Saved entries:

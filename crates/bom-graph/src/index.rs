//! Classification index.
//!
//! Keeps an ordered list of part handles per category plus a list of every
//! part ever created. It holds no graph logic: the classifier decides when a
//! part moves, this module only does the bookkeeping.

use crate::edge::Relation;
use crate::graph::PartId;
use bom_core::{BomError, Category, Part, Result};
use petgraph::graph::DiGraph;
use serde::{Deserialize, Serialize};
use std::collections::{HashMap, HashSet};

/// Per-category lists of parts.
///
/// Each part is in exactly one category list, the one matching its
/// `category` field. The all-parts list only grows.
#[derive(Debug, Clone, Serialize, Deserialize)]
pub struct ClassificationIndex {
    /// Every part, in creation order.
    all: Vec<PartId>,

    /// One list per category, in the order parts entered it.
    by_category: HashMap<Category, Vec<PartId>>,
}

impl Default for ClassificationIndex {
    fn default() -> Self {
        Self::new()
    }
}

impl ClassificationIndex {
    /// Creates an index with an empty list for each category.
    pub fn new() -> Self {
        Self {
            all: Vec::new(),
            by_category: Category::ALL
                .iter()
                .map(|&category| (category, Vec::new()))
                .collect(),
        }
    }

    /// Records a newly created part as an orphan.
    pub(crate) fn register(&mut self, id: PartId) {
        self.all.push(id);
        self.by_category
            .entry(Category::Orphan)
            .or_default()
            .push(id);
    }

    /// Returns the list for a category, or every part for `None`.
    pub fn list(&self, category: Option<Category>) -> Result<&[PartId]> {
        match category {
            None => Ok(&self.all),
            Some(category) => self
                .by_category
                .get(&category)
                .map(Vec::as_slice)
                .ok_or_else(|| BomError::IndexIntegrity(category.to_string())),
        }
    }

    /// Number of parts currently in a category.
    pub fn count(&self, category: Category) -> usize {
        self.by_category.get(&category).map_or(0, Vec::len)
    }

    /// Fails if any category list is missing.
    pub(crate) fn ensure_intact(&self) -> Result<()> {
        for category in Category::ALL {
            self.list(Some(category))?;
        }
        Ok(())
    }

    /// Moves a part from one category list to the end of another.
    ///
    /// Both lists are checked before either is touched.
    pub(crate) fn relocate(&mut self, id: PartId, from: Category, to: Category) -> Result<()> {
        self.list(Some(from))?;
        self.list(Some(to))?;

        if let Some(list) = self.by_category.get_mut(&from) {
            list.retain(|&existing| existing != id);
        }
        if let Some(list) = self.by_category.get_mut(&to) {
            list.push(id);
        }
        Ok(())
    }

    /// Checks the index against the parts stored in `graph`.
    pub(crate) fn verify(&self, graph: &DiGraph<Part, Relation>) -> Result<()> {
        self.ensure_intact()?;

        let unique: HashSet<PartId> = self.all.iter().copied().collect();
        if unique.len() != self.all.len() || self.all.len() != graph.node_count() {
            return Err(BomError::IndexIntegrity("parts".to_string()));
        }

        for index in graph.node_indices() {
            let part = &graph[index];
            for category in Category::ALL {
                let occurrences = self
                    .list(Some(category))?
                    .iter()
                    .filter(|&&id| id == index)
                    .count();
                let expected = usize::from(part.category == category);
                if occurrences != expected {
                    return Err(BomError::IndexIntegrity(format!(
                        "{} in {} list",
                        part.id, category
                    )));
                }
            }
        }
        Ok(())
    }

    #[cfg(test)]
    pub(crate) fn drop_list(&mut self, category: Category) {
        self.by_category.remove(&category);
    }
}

Exercise prompt
The required output is every line above that contains the string "graph".

Response
filename crates/bom-graph/src/index.rs
//! part ever created. It holds no graph logic: the classifier decides when a
use crate::graph::PartId;
use petgraph::graph::DiGraph;
    /// Checks the index against the parts stored in `graph`.
    pub(crate) fn verify(&self, graph: &DiGraph<Part, Relation>) -> Result<()> {
        if unique.len() != self.all.len() || self.all.len() != graph.node_count() {
        for index in graph.node_indices() {
            let part = &graph[index];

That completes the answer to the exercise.